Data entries

------------

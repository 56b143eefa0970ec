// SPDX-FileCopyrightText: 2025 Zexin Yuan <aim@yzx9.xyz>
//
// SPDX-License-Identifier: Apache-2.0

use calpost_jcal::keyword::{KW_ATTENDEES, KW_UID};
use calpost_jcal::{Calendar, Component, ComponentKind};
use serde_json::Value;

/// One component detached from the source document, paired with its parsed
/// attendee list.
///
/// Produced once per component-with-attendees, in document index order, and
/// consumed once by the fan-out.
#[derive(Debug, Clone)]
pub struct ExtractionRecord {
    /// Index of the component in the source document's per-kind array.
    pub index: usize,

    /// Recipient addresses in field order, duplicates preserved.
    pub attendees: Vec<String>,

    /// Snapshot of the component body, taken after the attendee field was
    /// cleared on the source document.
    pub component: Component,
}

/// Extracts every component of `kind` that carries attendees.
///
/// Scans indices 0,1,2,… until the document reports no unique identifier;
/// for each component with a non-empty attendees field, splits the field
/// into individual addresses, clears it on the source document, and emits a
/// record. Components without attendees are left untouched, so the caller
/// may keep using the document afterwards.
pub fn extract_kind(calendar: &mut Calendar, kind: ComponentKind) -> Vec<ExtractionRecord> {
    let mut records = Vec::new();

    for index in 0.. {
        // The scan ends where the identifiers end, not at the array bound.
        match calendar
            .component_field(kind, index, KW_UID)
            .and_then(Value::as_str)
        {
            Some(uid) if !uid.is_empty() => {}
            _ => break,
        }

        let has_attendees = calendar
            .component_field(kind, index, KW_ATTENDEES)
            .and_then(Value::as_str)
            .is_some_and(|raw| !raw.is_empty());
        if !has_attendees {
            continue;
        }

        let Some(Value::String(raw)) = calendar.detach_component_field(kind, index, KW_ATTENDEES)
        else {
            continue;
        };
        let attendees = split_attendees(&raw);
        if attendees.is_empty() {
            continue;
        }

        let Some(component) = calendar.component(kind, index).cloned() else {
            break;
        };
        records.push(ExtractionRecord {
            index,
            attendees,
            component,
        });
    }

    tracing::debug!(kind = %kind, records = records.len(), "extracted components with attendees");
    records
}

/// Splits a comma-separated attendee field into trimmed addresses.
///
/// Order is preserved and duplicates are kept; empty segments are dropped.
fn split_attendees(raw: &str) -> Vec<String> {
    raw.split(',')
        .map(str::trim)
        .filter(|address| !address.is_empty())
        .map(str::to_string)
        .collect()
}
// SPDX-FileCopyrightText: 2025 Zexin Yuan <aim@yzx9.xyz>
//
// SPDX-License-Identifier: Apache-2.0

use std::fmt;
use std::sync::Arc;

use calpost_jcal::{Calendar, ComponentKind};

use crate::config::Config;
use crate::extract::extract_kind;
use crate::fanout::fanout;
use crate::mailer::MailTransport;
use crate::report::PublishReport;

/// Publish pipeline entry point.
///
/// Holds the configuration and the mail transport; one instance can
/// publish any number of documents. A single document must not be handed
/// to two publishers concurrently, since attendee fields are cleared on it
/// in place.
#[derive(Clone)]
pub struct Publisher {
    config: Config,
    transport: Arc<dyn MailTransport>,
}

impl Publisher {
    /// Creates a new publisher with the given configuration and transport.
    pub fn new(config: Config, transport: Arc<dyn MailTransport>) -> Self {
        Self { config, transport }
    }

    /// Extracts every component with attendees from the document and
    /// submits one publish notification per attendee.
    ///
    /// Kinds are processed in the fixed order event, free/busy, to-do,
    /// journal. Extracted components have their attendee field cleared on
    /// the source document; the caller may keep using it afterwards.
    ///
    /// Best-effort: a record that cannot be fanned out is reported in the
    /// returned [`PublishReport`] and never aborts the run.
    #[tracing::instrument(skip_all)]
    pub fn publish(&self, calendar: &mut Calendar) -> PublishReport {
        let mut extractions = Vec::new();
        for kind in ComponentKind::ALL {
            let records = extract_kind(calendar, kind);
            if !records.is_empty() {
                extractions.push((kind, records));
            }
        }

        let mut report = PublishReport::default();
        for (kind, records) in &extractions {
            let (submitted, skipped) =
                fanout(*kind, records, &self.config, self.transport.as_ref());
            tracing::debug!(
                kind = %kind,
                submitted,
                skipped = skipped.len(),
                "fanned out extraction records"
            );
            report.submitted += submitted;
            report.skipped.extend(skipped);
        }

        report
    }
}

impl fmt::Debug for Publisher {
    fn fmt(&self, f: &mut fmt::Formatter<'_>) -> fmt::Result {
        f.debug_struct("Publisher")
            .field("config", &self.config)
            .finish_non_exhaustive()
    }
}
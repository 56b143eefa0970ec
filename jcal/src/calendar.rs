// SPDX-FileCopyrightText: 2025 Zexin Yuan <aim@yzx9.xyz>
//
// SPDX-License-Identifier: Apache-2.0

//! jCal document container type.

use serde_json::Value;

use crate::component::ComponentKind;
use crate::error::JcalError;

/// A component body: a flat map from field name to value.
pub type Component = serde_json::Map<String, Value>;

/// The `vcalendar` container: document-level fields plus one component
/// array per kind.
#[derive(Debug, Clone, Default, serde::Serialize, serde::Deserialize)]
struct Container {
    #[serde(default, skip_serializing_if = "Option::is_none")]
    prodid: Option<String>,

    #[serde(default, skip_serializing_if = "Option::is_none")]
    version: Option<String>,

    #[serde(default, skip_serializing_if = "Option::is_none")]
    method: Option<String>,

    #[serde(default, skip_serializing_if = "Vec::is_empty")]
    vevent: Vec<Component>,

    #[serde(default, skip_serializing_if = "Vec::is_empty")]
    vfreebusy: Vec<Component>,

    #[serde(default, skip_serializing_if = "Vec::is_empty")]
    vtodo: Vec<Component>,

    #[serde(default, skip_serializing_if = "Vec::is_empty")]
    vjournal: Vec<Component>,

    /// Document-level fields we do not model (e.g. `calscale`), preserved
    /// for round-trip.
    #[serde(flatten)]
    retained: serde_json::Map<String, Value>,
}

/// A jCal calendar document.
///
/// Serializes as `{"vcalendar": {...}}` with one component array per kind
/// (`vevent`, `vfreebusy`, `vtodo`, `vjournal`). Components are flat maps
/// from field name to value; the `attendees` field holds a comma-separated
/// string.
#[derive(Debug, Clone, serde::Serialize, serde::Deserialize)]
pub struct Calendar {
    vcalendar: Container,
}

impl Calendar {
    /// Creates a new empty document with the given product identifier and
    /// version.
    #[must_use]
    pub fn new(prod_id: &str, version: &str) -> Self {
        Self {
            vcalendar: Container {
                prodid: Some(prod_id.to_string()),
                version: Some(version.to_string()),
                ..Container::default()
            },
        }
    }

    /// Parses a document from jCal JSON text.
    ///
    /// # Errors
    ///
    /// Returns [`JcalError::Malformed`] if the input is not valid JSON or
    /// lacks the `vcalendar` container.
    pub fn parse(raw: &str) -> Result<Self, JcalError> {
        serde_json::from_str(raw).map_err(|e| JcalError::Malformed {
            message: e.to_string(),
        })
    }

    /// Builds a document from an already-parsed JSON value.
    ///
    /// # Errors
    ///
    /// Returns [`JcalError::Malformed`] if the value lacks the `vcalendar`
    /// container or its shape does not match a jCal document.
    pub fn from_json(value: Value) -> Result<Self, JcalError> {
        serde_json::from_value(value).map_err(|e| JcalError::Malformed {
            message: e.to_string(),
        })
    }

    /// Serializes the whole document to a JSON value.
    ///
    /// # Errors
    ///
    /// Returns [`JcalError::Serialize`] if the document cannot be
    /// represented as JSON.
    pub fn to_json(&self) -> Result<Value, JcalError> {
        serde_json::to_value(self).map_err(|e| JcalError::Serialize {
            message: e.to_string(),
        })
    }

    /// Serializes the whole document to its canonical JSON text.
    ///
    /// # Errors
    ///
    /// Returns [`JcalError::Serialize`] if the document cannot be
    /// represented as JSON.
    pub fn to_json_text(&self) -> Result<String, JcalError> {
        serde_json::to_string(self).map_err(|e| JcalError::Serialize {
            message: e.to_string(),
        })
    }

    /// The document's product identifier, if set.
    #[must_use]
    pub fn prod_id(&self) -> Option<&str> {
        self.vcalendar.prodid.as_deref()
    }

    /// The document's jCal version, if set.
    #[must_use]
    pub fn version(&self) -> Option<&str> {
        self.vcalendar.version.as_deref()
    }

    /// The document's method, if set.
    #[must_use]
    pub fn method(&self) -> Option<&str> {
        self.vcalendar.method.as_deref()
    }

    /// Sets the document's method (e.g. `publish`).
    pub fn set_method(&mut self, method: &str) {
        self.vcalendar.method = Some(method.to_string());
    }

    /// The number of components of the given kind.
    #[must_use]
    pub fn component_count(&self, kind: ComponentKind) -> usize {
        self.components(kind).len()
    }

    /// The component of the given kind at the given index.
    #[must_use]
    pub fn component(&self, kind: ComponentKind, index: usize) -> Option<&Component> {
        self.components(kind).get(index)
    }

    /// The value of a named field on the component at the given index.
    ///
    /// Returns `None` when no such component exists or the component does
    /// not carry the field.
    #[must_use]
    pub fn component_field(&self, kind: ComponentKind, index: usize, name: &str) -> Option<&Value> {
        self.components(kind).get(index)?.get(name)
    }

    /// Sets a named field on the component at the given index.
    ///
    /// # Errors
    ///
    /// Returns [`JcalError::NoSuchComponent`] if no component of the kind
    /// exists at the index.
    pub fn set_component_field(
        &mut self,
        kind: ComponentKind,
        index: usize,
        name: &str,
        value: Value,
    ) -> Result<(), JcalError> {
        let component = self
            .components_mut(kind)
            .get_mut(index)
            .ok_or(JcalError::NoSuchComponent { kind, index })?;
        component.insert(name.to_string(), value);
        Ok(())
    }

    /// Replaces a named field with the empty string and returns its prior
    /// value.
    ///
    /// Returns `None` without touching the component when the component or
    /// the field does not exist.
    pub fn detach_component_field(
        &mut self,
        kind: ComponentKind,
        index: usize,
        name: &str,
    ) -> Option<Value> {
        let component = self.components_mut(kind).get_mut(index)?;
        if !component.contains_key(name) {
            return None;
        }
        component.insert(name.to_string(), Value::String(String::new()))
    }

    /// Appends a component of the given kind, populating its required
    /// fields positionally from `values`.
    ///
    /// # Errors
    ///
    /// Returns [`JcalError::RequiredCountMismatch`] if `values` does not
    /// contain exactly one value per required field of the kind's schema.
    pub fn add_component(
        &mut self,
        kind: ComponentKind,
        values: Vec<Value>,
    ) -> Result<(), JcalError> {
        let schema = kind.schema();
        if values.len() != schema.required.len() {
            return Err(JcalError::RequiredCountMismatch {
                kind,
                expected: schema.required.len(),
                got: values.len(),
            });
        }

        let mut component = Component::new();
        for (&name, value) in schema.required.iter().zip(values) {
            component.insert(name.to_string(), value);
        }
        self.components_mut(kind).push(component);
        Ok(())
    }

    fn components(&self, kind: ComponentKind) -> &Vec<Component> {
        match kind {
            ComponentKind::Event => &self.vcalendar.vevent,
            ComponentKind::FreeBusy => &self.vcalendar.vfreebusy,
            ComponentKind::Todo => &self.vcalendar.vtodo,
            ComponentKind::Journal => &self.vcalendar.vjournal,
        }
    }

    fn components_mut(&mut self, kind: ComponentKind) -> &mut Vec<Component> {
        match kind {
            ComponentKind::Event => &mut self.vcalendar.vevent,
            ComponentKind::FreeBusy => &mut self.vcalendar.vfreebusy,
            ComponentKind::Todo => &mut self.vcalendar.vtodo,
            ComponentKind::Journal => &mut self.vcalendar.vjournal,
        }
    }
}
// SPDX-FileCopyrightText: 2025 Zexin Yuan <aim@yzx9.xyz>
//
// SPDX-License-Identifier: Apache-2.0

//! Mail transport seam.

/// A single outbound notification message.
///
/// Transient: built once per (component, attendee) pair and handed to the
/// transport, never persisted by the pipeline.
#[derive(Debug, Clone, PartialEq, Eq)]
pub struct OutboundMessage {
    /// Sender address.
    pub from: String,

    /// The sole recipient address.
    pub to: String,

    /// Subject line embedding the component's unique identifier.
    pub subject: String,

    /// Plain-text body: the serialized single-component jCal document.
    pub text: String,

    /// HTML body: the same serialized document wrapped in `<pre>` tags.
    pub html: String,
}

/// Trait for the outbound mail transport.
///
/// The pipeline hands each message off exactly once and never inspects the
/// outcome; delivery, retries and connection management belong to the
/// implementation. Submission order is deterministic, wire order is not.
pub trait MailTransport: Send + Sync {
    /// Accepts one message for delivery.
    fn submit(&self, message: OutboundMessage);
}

------------

Start at the first line of the data above. Stop after the line containing "by the fan-out.", reproducing each line exactly and adding nothing.

repository 56b143eefa0970ec
// SPDX-FileCopyrightText: 2025 Zexin Yuan <aim@yzx9.xyz>
//
// SPDX-License-Identifier: Apache-2.0

use calpost_jcal::keyword::{KW_ATTENDEES, KW_UID};
use calpost_jcal::{Calendar, Component, ComponentKind};
use serde_json::Value;

/// One component detached from the source document, paired with its parsed
/// attendee list.
///
/// Produced once per component-with-attendees, in document index order, and
/// consumed once by the fan-out.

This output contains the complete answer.